Information supplied:
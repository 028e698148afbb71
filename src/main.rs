//! Cursor Dance entry point
//!
//! Loads (or generates) a beatmap, runs the controller over it on a fixed
//! timestep and writes one JSON line per frame with every cursor position.

use std::io::{BufWriter, Write};
use std::path::PathBuf;
use std::rc::Rc;

use clap::Parser;
use serde::Serialize;

use cursor_dance::consts::{MAX_SUBSTEPS, SIM_DT_MS};
use cursor_dance::{Beatmap, Controller, DanceSettings};

/// Lead-in before the first object and tail after the last one (ms)
const MARGIN_MS: f64 = 500.0;

#[derive(Parser, Debug)]
#[command(author, version, about = "Autopilot cursor dance over a beatmap", long_about = None)]
struct Cli {
    /// Beatmap JSON file. A seeded synthetic map is used when omitted.
    beatmap: Option<PathBuf>,
    /// Dance settings JSON file.
    #[arg(short, long)]
    settings: Option<PathBuf>,
    /// Number of cooperating cursors (overrides the settings file).
    #[arg(short, long)]
    tag: Option<usize>,
    /// Seed for the synthetic map.
    #[arg(long, default_value_t = 1)]
    seed: u64,
    /// Object count for the synthetic map.
    #[arg(long, default_value_t = 64)]
    count: usize,
    /// Frame step in milliseconds.
    #[arg(long, default_value_t = 1000.0 / 60.0)]
    step: f64,
}

#[derive(Serialize)]
struct Frame {
    time: f64,
    cursors: Vec<[f32; 2]>,
}

fn main() -> cursor_dance::Result<()> {
    env_logger::init();
    let cli = Cli::parse();

    let mut settings = match &cli.settings {
        Some(path) => DanceSettings::load(path)?,
        None => DanceSettings::default(),
    };
    if let Some(tag) = cli.tag {
        settings.tag = tag;
    }
    if cli.step.is_nan() || cli.step <= 0.0 {
        return Err(cursor_dance::DanceError::invalid_settings("step must be positive"));
    }

    let beatmap = match &cli.beatmap {
        Some(path) => Beatmap::load(path)?,
        None => Beatmap::generate(cli.seed, cli.count),
    };
    log::info!("Cursor Dance: '{}' ({} objects)", beatmap.title, beatmap.objects.len());
    let (first, last) = beatmap.time_span().unwrap_or((0.0, 0.0));

    let mut controller = Controller::new(settings);
    controller.set_beatmap(Rc::new(beatmap));
    controller.init_cursors()?;

    let frame_dt = cli.step.min(SIM_DT_MS * MAX_SUBSTEPS as f64);
    if frame_dt < cli.step {
        log::warn!("Frame step {} ms clamped to {} ms", cli.step, frame_dt);
    }

    let stdout = std::io::stdout();
    let mut out = BufWriter::new(stdout.lock());

    let mut sim_time = first - MARGIN_MS;
    let end = last + MARGIN_MS;
    let mut accumulator = 0.0;
    let mut frames = 0usize;
    controller.update(sim_time, 0.0);

    while sim_time < end {
        accumulator += frame_dt;

        let mut substeps = 0;
        while accumulator >= SIM_DT_MS && substeps < MAX_SUBSTEPS {
            sim_time += SIM_DT_MS;
            controller.update(sim_time, SIM_DT_MS);
            accumulator -= SIM_DT_MS;
            substeps += 1;
        }

        let frame = Frame {
            time: sim_time,
            cursors: controller
                .cursors()
                .iter()
                .map(|c| c.position.to_array())
                .collect(),
        };
        serde_json::to_writer(&mut out, &frame)?;
        writeln!(out)?;
        frames += 1;
    }
    out.flush()?;

    log::info!("Wrote {} frames ({:.0} ms to {:.0} ms)", frames, first - MARGIN_MS, end);
    Ok(())
}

Prompt: From the entries above, restate word for word the lines from the line containing "accumulator += frame_dt;" to the line containing "out.flush()?;", both ends included, and nothing more.

Reply:
        accumulator += frame_dt;

        let mut substeps = 0;
        while accumulator >= SIM_DT_MS && substeps < MAX_SUBSTEPS {
            sim_time += SIM_DT_MS;
            controller.update(sim_time, SIM_DT_MS);
            accumulator -= SIM_DT_MS;
            substeps += 1;
        }

        let frame = Frame {
            time: sim_time,
            cursors: controller
                .cursors()
                .iter()
                .map(|c| c.position.to_array())
                .collect(),
        };
        serde_json::to_writer(&mut out, &frame)?;
        writeln!(out)?;
        frames += 1;
    }
    out.flush()?;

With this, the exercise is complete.